El trágico 14 de julio pasado preferimos observar los juegos artificiales en Cannes y no proseguir 20 kilómetros más para llegar a Niza, donde los festejos por las fiestas patrias francesas son mayormente espectaculares. Era cerca de medianoche cuando nos enteramos de la tragedia ocurrida en el Paseo de los Ingleses, con 84 cadáveres esparcidos a lo largo de la alameda. Obra maestra del tunecino Mohamed Lahouaiej Bouhlel, quien con su acción desempolvó las reflexiones acerca de la eficacia de los lobos solitarios en los atentados terroristas.

La ironía de la guerra asimétrica que libra Occidente contra el Estado Islámico y sus epígonos en Medio Oriente y en África estuvo reflejada en el soberbio desfile militar que esa misma mañana brilló en los Campos Elíseos de la capital francesa.

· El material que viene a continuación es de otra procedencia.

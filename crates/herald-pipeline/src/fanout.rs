//! Fan-out worker for the `campaign-send` queue.
//!
//! Walks the campaign audience in chunks ordered by contact id. Each chunk
//! inserts its recipient rows, publishes their `sms-send` jobs and stores
//! the new cursor on the fan-out job in one transaction, so a restarted job
//! resumes where the last committed chunk ended.

use std::{sync::Arc, time::Duration};

use herald_core::{CampaignStatus, Clock};
use tracing::{debug, info, warn};

use crate::{
    error::Result,
    finalize::CampaignFinalizer,
    queue::{BoxFuture, CampaignSendJob, ClaimedJob, DeliveryStatusJob, Job, JobHandler, JobOutcome, JobQueue},
    storage::{FanoutChunk, PipelineStorage},
};

/// Fan-out tuning.
#[derive(Debug, Clone)]
pub struct FanoutSettings {
    /// Contacts per chunk.
    pub batch_size: usize,
    /// Delay before the first per-campaign delivery poll.
    pub delivery_poll_interval: Duration,
}

impl Default for FanoutSettings {
    fn default() -> Self {
        Self { batch_size: 500, delivery_poll_interval: Duration::from_secs(60) }
    }
}

/// Handler for `campaign-send` jobs.
pub struct FanoutHandler {
    storage: Arc<dyn PipelineStorage>,
    queue: Arc<dyn JobQueue>,
    finalizer: Arc<CampaignFinalizer>,
    clock: Arc<dyn Clock>,
    settings: FanoutSettings,
}

impl FanoutHandler {
    /// Creates a new fan-out handler.
    pub fn new(
        storage: Arc<dyn PipelineStorage>,
        queue: Arc<dyn JobQueue>,
        finalizer: Arc<CampaignFinalizer>,
        clock: Arc<dyn Clock>,
        settings: FanoutSettings,
    ) -> Self {
        Self { storage, queue, finalizer, clock, settings }
    }

    async fn fan_out(&self, claimed: &ClaimedJob, mut job: CampaignSendJob) -> Result<JobOutcome> {
        let campaign_id = job.campaign_id;
        let batch_size = self.settings.batch_size.max(1);

        loop {
            let Some(campaign) = self.storage.find_campaign(campaign_id).await? else {
                warn!(campaign_id = %campaign_id, job_id = %claimed.id, "fan-out for unknown campaign");
                return Ok(JobOutcome::Completed);
            };
            if campaign.status != CampaignStatus::Sending {
                info!(campaign_id = %campaign_id, status = %campaign.status, "fan-out stopped");
                return Ok(JobOutcome::Completed);
            }

            let contacts = self
                .storage
                .page_audience(campaign.owner_id, campaign.audience.clone(), job.cursor, batch_size)
                .await?;
            let Some(last) = contacts.last().map(|contact| contact.id) else {
                break;
            };
            let exhausted = contacts.len() < batch_size;

            let next = CampaignSendJob { cursor: Some(last), ..job.clone() };
            let chunk_len = contacts.len();
            let inserted = self
                .storage
                .fan_out_chunk(FanoutChunk {
                    job_id: claimed.id,
                    campaign_id,
                    reservation_id: job.reservation_id,
                    body: campaign.body.clone(),
                    contacts,
                    checkpoint: Job::CampaignSend(next.clone()),
                })
                .await?;

            debug!(
                campaign_id = %campaign_id,
                job_id = %claimed.id,
                chunk = chunk_len,
                inserted,
                cursor = %last,
                "fan-out chunk committed"
            );

            job = next;
            if exhausted {
                break;
            }
        }

        let total = self.storage.recipient_counts(campaign_id).await?.total();
        let total = i32::try_from(total).unwrap_or(i32::MAX);
        if !self.storage.complete_fanout(campaign_id, total).await? {
            info!(campaign_id = %campaign_id, "campaign left sending before fan-out finished");
            return Ok(JobOutcome::Completed);
        }
        info!(campaign_id = %campaign_id, total_recipients = total, "fan-out complete");

        let first_poll = self.clock.now_utc()
            + chrono::Duration::from_std(self.settings.delivery_poll_interval)
                .unwrap_or_else(|_| chrono::Duration::seconds(60));
        self.queue
            .publish(
                Job::DeliveryStatusUpdate(DeliveryStatusJob { campaign_id: Some(campaign_id) }),
                first_poll,
            )
            .await?;

        self.finalizer.try_finalize(campaign_id).await?;

        Ok(JobOutcome::Completed)
    }
}

impl JobHandler for FanoutHandler {
    fn handle<'a>(&'a self, claimed: &'a ClaimedJob, job: Job) -> BoxFuture<'a, Result<JobOutcome>> {
        Box::pin(async move {
            match job {
                Job::CampaignSend(job) => self.fan_out(claimed, job).await,
                other => Ok(JobOutcome::Failed {
                    reason: format!("unexpected {} payload on campaign-send", other.queue()),
                }),
            }
        })
    }
}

El moderno armamento ultrasofisticado ostentado por los gallardos soldados, secundados por las acrobacias de la aviación supersónica, hubiera podido parecer convincente disuasión para cualquier adversario potencial. Pero todo ese poderío después de pocas horas sirvió de aliciente para que un modesto inmigrante magrebino pusiera en jaque a la portentosa Francia, solamente usando un camión alquilado. Esta operación baratísima, sin costo material alguno para los instigadores del crimen (salvo la baja del fanático suicida), fue el resultado de la prédica contagiosa del yihadismo que radicaliza la mente de musulmanes y de conversos para empujarlos al combate total e inmisericorde contra los infieles.

Días después, otro extremista decapitaba al cura de la parroquia de Saint-Etienne du Rouvray. En ambos casos está retratado el perfil del lobo solitario que ya en 1900 alentaba el anarquista ruso Bakunin. La diferencia estriba en que antes el objetivo era cualitativo, por ejemplo la ejecución de un alto personaje. Hoy, el lobo solitario busca causar el mayor número de víctimas posible, como el noruego Anders Breivik, en Utoya (Noruega); o el desaforado de Niza. El solitario actual no tiene ligazón orgánica alguna con la central del terror. Es capaz de llevar adelante un atentado soslayando los servicios de inteligencia, ocupados en detectar bandas de yihadistas fichados o seguir pistas religiosas de individuos radicalizados, conocidos como “sleeping cells”, o sea, células dormidas que solo despiertan al silbato del califato. En cambio, el lobo solitario, sin contacto vertical ni horizontal, representa el combatiente ideal, apodado “soldado” por el Estado Islamista y no “yihadista”, que es un cuadro entrenado; aunque ambos adoptan la suprema inmolación acudiendo a la invocación del califa que ordena arrasar con el enemigo donde se encuentre, con el arma que se halle más a mano, y textualmente instruye “atropéllalo con tu carro”. Así, la estrategia de ocupar la retaguardia del adversario es barata y no requiere despliegue bélico alguno.

Lo grave para los estrategas militares y los “gurus” de las agencias de inteligencia es que el campo terrorista establece su propia agenda y cuenta con aquel elemento temible: la imprevisibilidad del ataque, porque es el lobo quien marca el lugar y el momento oportuno. Otro componente que busca el insurgente es el efecto mediático de sus acciones, que lo convierte en celebridad mundial instantánea y que aumenta el prestigio de su organización. El terrorista aprecia la publicidad de su nombre y de su fotografía, por ello siempre deja sus señas, sea en papeles de identidad, su teléfono celular u otras prendas.

La inspiración de matar y morir como mártir fue cumplida por Bouhlel en la masacre de Niza como un desafío a la mítica fecha del 14 de julio, marca de la Revolución francesa que proclama la libertad, la igualdad y la fraternidad. El asesino aprovechó de la libertad que le brindaba aquel “Estado de derecho”, cuya inflexibilidad está ahora en discusión.